(Stored items)
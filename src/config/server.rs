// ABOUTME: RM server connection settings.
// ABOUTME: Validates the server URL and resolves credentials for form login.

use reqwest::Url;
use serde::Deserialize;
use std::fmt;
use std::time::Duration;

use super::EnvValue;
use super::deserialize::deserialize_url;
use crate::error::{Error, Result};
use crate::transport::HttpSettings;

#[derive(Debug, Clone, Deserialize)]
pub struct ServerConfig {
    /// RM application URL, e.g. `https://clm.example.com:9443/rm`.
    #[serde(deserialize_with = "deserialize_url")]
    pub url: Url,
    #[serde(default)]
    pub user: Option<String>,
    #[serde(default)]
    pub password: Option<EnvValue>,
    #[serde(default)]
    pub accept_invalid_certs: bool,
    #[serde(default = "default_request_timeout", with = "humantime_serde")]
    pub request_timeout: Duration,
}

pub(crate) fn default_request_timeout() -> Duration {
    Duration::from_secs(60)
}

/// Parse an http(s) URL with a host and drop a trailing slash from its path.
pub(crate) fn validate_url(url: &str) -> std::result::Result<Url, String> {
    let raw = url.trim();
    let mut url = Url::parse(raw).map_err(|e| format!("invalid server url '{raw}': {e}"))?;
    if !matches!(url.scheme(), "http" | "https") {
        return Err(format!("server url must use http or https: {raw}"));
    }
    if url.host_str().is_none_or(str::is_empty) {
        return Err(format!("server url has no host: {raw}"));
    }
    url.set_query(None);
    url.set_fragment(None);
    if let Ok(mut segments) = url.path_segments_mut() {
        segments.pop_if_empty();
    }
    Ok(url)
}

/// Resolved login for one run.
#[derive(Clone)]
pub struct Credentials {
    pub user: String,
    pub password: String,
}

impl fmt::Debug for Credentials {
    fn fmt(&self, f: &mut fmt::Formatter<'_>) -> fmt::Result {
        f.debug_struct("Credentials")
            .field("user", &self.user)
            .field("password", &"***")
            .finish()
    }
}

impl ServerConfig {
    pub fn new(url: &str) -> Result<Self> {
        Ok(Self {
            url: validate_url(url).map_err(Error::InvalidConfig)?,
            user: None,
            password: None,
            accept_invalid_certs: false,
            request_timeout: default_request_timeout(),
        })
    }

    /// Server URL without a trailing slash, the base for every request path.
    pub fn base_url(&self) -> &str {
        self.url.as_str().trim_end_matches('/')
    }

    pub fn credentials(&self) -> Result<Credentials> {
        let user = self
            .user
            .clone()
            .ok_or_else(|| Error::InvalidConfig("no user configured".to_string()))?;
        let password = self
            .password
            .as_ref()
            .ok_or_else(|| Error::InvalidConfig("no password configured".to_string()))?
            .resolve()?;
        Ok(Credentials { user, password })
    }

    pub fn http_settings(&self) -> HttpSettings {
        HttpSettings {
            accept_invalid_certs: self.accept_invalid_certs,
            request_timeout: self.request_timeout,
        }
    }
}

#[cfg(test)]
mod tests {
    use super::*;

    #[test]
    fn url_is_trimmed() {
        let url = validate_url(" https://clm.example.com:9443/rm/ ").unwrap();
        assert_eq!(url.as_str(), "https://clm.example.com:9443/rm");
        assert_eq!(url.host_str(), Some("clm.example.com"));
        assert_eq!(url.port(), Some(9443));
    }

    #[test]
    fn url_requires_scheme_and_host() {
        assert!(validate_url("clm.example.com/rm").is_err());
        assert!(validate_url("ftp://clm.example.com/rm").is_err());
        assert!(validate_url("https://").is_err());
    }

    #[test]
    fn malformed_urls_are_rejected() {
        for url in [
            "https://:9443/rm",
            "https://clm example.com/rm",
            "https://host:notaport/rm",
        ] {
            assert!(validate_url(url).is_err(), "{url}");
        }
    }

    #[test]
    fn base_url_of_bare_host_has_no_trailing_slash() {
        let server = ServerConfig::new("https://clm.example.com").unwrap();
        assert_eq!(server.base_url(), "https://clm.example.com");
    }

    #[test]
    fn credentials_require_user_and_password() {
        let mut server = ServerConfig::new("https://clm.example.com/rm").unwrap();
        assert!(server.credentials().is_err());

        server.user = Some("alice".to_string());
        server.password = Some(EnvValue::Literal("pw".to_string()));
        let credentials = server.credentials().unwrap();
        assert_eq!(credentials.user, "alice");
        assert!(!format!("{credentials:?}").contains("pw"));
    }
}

...

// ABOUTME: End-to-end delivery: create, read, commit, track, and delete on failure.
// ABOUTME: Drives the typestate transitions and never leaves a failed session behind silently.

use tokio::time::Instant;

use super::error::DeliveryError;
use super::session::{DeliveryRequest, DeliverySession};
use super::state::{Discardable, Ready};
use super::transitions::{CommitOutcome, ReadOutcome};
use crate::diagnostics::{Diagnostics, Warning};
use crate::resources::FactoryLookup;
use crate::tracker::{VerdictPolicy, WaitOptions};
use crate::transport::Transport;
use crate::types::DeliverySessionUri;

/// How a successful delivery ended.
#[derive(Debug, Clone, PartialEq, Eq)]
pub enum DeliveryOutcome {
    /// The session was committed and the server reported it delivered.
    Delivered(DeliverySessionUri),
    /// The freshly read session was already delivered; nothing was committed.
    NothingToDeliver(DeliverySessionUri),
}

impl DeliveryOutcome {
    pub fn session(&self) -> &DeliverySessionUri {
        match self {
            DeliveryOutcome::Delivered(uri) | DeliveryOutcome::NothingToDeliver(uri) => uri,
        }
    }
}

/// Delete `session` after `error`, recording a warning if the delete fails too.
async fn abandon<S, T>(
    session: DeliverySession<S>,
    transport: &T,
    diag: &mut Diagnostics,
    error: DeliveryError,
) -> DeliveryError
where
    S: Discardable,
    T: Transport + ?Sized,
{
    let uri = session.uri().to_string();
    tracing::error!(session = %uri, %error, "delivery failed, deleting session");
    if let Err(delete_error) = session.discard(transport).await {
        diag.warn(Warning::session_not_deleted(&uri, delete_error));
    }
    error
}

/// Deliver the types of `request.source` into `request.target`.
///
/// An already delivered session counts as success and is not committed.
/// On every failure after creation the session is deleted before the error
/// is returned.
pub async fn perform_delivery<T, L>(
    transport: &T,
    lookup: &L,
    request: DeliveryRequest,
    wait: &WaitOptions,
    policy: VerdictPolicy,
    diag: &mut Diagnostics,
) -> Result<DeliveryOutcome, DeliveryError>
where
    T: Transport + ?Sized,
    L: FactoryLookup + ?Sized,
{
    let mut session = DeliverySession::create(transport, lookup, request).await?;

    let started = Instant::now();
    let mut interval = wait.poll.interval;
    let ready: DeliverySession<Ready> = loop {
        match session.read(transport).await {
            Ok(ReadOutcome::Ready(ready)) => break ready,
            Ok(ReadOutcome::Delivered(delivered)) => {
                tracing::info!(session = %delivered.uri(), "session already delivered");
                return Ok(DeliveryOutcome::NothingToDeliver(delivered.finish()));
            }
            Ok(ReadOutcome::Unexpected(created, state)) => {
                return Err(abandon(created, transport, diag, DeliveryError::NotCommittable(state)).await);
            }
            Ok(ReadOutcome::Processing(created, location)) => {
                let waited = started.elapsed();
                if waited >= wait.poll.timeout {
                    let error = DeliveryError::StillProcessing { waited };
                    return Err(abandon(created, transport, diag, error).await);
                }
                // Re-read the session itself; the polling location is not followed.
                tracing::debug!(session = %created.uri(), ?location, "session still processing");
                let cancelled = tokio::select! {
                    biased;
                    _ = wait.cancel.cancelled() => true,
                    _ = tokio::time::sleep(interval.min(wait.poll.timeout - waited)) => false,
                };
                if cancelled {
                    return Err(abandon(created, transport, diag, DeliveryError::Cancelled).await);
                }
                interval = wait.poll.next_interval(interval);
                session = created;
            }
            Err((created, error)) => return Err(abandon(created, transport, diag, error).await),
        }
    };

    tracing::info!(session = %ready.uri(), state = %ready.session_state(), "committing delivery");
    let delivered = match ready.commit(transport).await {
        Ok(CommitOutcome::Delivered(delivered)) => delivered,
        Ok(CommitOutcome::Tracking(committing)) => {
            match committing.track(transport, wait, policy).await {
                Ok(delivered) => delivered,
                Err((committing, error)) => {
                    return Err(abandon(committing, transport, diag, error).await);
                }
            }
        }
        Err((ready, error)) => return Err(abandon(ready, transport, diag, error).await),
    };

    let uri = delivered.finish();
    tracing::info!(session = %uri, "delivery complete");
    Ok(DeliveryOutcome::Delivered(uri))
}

* * *

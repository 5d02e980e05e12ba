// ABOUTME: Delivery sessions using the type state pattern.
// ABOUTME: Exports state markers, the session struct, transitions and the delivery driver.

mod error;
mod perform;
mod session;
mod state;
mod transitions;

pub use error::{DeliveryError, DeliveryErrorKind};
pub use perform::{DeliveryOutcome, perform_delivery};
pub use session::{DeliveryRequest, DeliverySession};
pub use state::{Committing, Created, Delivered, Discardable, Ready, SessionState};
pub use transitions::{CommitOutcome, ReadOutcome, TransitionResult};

→ **Problem to work on**: Gather up every line in the data above that contains the word "impl", copying each one.

→ **Exercise answer**:
impl fmt::Debug for Credentials {
impl ServerConfig {
impl DeliveryOutcome {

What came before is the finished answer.